[SOLVED] Why do I have to use an anonymous function instead of passing an additional argument to `setTimeout`?


I want to stop this requestAnimationFrame after 1 second:

rAF = requestAnimationFrame(draw);

So I use setTimeout.

When I wrap the cancelAnimationFrame(rAF) in an arrow function, it works fine:

setTimeout(() => cancelAnimationFrame(rAF), 1000);

But, when I use cancelAnimationFrame as the function itself and pass rAF as the third argument to setTimeout, it doesn’t work:

setTimeout(cancelAnimationFrame, 1000, rAF);

I thought that I didn’t know the exact syntax for setTimeout at first. But, I think the syntax isn’t wrong as this code works fine:

setTimeout(alert, 1000, "Hello");

Why doesn’t it work?


The difference is the moment in time at which rAF is evaluated.


Presumably, your code looks something like this:

let rAF;
const draw = () => {
    // Do some work.
    rAF = requestAnimationFrame(draw);

rAF = requestAnimationFrame(draw);

When you do this:

setTimeout(cancelAnimationFrame, 1000, rAF);

you pass three values to setTimeout: a function, a number, and another number.
When this statement is executed the call is evaluated, meaning that first, the setTimeout identifier is resolved to a function reference.
Second, the three arguments are evaluated: the cancelAnimationFrame identifier is resolved to a function reference, then the number literal is a number primitive, then the rAF identifier is resolved to another number primitive.
Then, the call is performed.

That’s all that setTimeout sees.
In JavaScript, you cannot pass a reference to a number, like you can in C, for example.

Let’s assume rAF is initially 1.
Over the course of one second, rAF has been repeatedly incremented and eventually reaches the value 61 or so.

Since you register the setTimeout at the start, the statement

setTimeout(cancelAnimationFrame, 1000, rAF);

is equivalent to

setTimeout(cancelAnimationFrame, 1000, 1);

However, the statement

setTimeout(() => cancelAnimationFrame(rAF), 1000);

is not equivalent to

setTimeout(() => cancelAnimationFrame(1), 1000);

The function bodies are only evaluated when they are called.
This means, JS doesn’t “peek inside the functions” and attempt to evaluate variables.
That statement essentially means “call some function with some other function and the number 1000 as arguments”.

When the one second is over and it’s time to cancel the animation frame, setTimeout executes its callback.
If the callback is () => cancelAnimationFrame(rAF), then it’s executed, so the function body is evaluated: cancelAnimationFrame(rAF) is equivalent to cancelAnimationFrame(61).

However, in the non-working case, cancelAnimationFrame stays the same, the argument 1 (equivalent to rAF at the time setTimeout was originally called) stays the same.
You can’t cancel frame 1 when you’re already at frame 61.
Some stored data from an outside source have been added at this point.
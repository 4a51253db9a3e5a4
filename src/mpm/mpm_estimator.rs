use crate::common::F32ArrayExt;
use crate::mpm::result::MpmPitchResult;
use crate::tracker::{EstimatorConfig, PeriodicityEstimator};

/// Band-limited windows are decimated to roughly this rate before analysis.
const TARGET_ANALYSIS_RATE: f64 = 11025.0;

/// Dual band MPM periodicity estimator.
///
/// Both bands are analyzed using the McLeod pitch method. The lo band, which
/// has most harmonics filtered out, is trusted for pitches up to the crossover
/// frequency where it is less prone to octave errors. Above that, the wide
/// hi band is used.
pub struct MpmEstimator {
    min_frequency: f32,
    max_frequency: f32,
    detect_level_threshold: f32,
    crossover_frequency: f32,
    window_size: usize,
    decimation: usize,
    analysis_rate: f32,
    lo: MpmPitchResult,
    hi: MpmPitchResult,
}

impl MpmEstimator {
    /// The factor by which input windows are decimated before analysis.
    pub fn decimation(&self) -> usize {
        self.decimation
    }

    /// The most recent lo band analysis.
    pub fn lo_band_result(&self) -> &MpmPitchResult {
        &self.lo
    }

    /// The most recent hi band analysis.
    pub fn hi_band_result(&self) -> &MpmPitchResult {
        &self.hi
    }

    fn accept(&self, frequency: f32) -> f32 {
        if frequency >= self.min_frequency && frequency <= self.max_frequency {
            frequency
        } else {
            0.0
        }
    }
}

fn decimate(source: &[f32], factor: usize, destination: &mut [f32]) {
    for (value, sample) in destination.iter_mut().zip(source.iter().step_by(factor)) {
        *value = *sample;
    }
}

impl PeriodicityEstimator for MpmEstimator {
    fn from_config(config: &EstimatorConfig) -> Self {
        let decimation = ((config.sample_rate / TARGET_ANALYSIS_RATE) as usize).max(1);
        let analysis_rate = config.sample_rate / (decimation as f64);
        let decimated_window_size = ((config.window_size + decimation - 1) / decimation).max(2);
        // Room for the longest period plus a couple of lags for interpolation.
        let max_period = (analysis_rate / (config.min_frequency as f64)).ceil() as usize;
        let lag_count = (max_period + 2).min(decimated_window_size);

        log::debug!(
            "MPM estimator: decimation {}, analysis window {} samples, {} lags",
            decimation,
            decimated_window_size,
            lag_count
        );

        MpmEstimator {
            min_frequency: config.min_frequency,
            max_frequency: config.max_frequency,
            detect_level_threshold: config.detect_level_threshold,
            crossover_frequency: config.crossover_frequency,
            window_size: config.window_size,
            decimation,
            analysis_rate: analysis_rate as f32,
            lo: MpmPitchResult::new(decimated_window_size, lag_count),
            hi: MpmPitchResult::new(decimated_window_size, lag_count),
        }
    }

    fn estimate(&mut self, lo_band: &[f32], hi_band: &[f32]) -> f32 {
        if lo_band.len() < self.window_size || hi_band.len() < self.window_size {
            return 0.0;
        }
        let lo_band = &lo_band[..self.window_size];
        let hi_band = &hi_band[..self.window_size];

        if hi_band.peak_level() < self.detect_level_threshold {
            return 0.0;
        }

        if lo_band.peak_level() >= self.detect_level_threshold {
            decimate(lo_band, self.decimation, &mut self.lo.window);
            self.lo.compute(self.analysis_rate);
            if self.lo.is_tone() && self.lo.frequency <= self.crossover_frequency {
                return self.accept(self.lo.frequency);
            }
        }

        decimate(hi_band, self.decimation, &mut self.hi.window);
        self.hi.compute(self.analysis_rate);
        if self.hi.is_tone() {
            return self.accept(self.hi.frequency);
        }
        0.0
    }
}
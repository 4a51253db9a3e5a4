/// A key maximum, i.e an NSDF maximum that may or may not correspond
/// to the pitch period.
#[derive(Copy, Clone, Debug)]
pub struct KeyMaximum {
    /// The index into the NSDF array corresponding to this maximum
    pub lag_index: usize,
    /// The NSDF value at `lag_index` for this maximum
    pub value_at_lag_index: f32,
    /// The NSDF value for this maximum, approximated using parabolic interpolation.
    pub value: f32,
    /// The lag, in samples, for this maximum, approximated using parabolic interpolation.
    pub lag: f32,
}

impl KeyMaximum {
    pub(crate) fn new() -> Self {
        KeyMaximum {
            lag_index: 0,
            value_at_lag_index: 0.0,
            value: 0.0,
            lag: 0.0,
        }
    }

    pub(crate) fn set(&mut self, nsdf: &[f32], lag_index: usize) {
        let value_at_lag_index = nsdf[lag_index];
        let left = nsdf[lag_index.saturating_sub(1)];
        let right = nsdf[(lag_index + 1).min(nsdf.len() - 1)];

        // Parabola ax^2 + bx + c through (-1, left), (0, max), (1, right)
        let a = 0.5 * (right - 2.0 * value_at_lag_index + left);
        let b = 0.5 * (right - left);
        let x_max = if a != 0.0 { -b / (2.0 * a) } else { 0.0 };

        self.lag_index = lag_index;
        self.value_at_lag_index = value_at_lag_index;
        self.value = a * x_max * x_max + b * x_max + value_at_lag_index;
        self.lag = (lag_index as f32) + x_max;
    }
}
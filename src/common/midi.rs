use micromath::F32Ext;

/// Converts a frequency in Hz to a [MIDI](https://en.wikipedia.org/wiki/MIDI) note number (with a fractional part).
pub fn freq_to_midi_note(freq: f32) -> f32 {
    12.0 * F32Ext::log2(freq) - 36.376316562295926
}
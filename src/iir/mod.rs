//! Analytically designed [Butterworth](https://en.wikipedia.org/wiki/Butterworth_filter)
//! low and high pass IIR filters for streaming use.
//!
//! # Example
//! ```
//! use micro_pitch_tracker::iir::{FilterType, IirFilter};
//!
//! let mut filter = IirFilter::new(FilterType::HighPass, 5, 44100.0, 45.0);
//! // The peak passband gain is normalized to 0 dB.
//! assert!(filter.filter_gain().abs() < 1e-6);
//!
//! let mut block = vec![0.0; 256];
//! filter.process_in_place(&mut block);
//! ```

mod iir_filter;

pub use iir_filter::{FilterType, IirFilter, DENORMAL_BIAS, MAX_ORDER};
And setTimeout(alert, 1000, "Hello"); works, of course, because "Hello" is static, is only evaluated once, never changes.


Here’s a more general situation where this behavior can be examined:

let greeting = "Hello";
const greet = (theGreeting) => console.log(`${theGreeting}, world!`);
const boundGreeting = greet.bind(null, greeting);

greeting = "Goodbye";

boundGreeting(); // Logs "Hello, world!".
greet(greeting); // Logs "Goodbye, world!".

bind passes the 2nd parameter (greeting) as the 1st argument to greet (ignore the null).
This is much like using setTimeout(greet, 0, greeting);, except this is unrelated to timeouts and we call (the bound) greet ourselves.

You could pass something like a reference, i.e. an object, to make it work, if you had a function that also accepts an object:

const timing = {
    rAF: null
  cancelTiming = ({ rAF }) => cancelAnimationFrame(rAF),
  draw = () => {
    // Do some work.
    timing.rAF = requestAnimationFrame(draw);

timing.rAF = requestAnimationFrame(draw);
setTimeout(cancelTiming, 1000, timing);

This works because when passing timing, the value being passed is a reference.
Mutating it, e.g. by updating the rAF property, is visible everywhere where this reference is visible.
But this makes programming quite cumbersome.

This is tangentially related to Is JavaScript a pass-by-reference or pass-by-value language?.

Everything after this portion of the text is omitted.